Power, too, for some time now produces nothing but signs of its resemblance. And at the same time, another figure of power comes into play: that of a collective demand for signs of power - a holy union which forms around the disappearance of power. Everybody belongs to it more or less in fear of the collapse of the political. And in the end the game of power comes down to nothing more than the critical obsession with power: an obsession with its death; an obsession with its survival which becomes greater the more it disappears. When it has totally disappeared, logically we will be under the total spell of power - a haunting memory already foreshadowed everywhere, manifesting at one and the same time the satisfaction of having got rid of it (nobody wants it any more, everybody unloads it on others) and grieving its loss. Melancholy for societies without power: this has already given rise to fascism, that overdose of a powerful referential in a society which cannot terminate its mourning. But we are still in the same boat: none of our societies know how to manage their mourning for the real, for power, for the social itself, which is implicated in this same breakdown. And it is by an art)ficial revitalization of all this that we try to escape it. Undoubtedly this will even end up in socialism. By an unforeseen twist of events and an irony which no longer belongs to history, it is through the death of the social that socialism will emerge - as it is through the death of God that religions emerge. A twisted coming, a perverse event, an unintelligible reversion to the logic of reason. As is the fact that power is no longer present except to conceal that there is none. A simulation which can go on indefinitely, since -unlike "true" power which is, or was, a structure, a strategy, a relation of force, a stake - this is nothing but the object of a social demand, and hence subject to the law of supply and demand, rather than to violence and death.
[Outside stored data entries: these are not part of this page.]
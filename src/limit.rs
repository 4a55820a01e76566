//! The ceiling a checker enforces.
//!
//! A [`Limit`] is either a bounded count of simultaneously consumed permits or the
//! [`UNLIMITED`] sentinel. Values below the sentinel are rejected at construction, so
//! a `Limit` that exists is always valid.
//!
//! ```rust
//! use limitguard::Limit;
//!
//! let limit = Limit::new(10).unwrap();
//! assert_eq!(limit.cap(), Some(10));
//! assert!(Limit::new(-1).unwrap().is_unlimited());
//! assert!(Limit::new(-2).is_err());
//! ```

use crate::error::LimitError;
use serde::{Deserialize, Serialize};
use std::fmt;

/// Raw value meaning "no cap".
pub const UNLIMITED: i64 = -1;

/// Immutable permit ceiling.
#[derive(Debug, Clone, Copy, PartialEq, Eq, Hash, Serialize, Deserialize)]
#[serde(try_from = "i64", into = "i64")]
pub struct Limit {
    max: Option<u64>,
}

impl Limit {
    /// Validate a raw ceiling. `-1` is unlimited, anything below fails.
    pub fn new(max_value: i64) -> Result<Self, LimitError> {
        match max_value {
            UNLIMITED => Ok(Self::unlimited()),
            v if v < UNLIMITED => Err(LimitError::InvalidLimit { max_value: v }),
            v => Ok(Self { max: Some(v as u64) }),
        }
    }

    /// A bounded limit. Zero is legal and denies everything.
    pub const fn bounded(max: u64) -> Self {
        Self { max: Some(max) }
    }

    pub const fn unlimited() -> Self {
        Self { max: None }
    }

    pub fn is_unlimited(&self) -> bool {
        self.max.is_none()
    }

    /// The ceiling, or `None` when unlimited.
    pub fn cap(&self) -> Option<u64> {
        self.max
    }

    /// The raw ceiling, with [`UNLIMITED`] for no cap. Saturates at `i64::MAX`.
    pub fn max_value(&self) -> i64 {
        match self.max {
            Some(v) => i64::try_from(v).unwrap_or(i64::MAX),
            None => UNLIMITED,
        }
    }

    /// Whether one more permit fits on top of `used`.
    pub fn admits(&self, used: u64) -> bool {
        self.max.map_or(true, |max| used < max)
    }
}

impl TryFrom<i64> for Limit {
    type Error = LimitError;

    fn try_from(value: i64) -> Result<Self, Self::Error> {
        Limit::new(value)
    }
}

impl From<Limit> for i64 {
    fn from(limit: Limit) -> Self {
        limit.max_value()
    }
}

impl fmt::Display for Limit {
    fn fmt(&self, f: &mut fmt::Formatter<'_>) -> fmt::Result {
        match self.max {
            Some(v) => write!(f, "{}", v),
            None => write!(f, "unlimited"),
        }
    }
}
Completely expunged from the political dimension, it is dependent, like any other commodity, on production and mass consumption. Its spark has disappeared; only the fiction of a political universe is saved.

Questions

1. Do people obtain real power today?

2. Power is real but then it seems unreal. Can power be both a simulation and simulacra?

3. How does Gibson demonstrate power in the Sprawl Trilogy?

4. Has power reached a state of mass consumption?

5. Baudillard poits out that melancholy for societies without power has already given rise to facism. How has the absence of power given rise to evil?

References

Baudrillard, Jean. "Simulacra and Simulations" in Selected Writings Ed. Mark Poster. Stanford: Stanford University Press, 1998. 166-184.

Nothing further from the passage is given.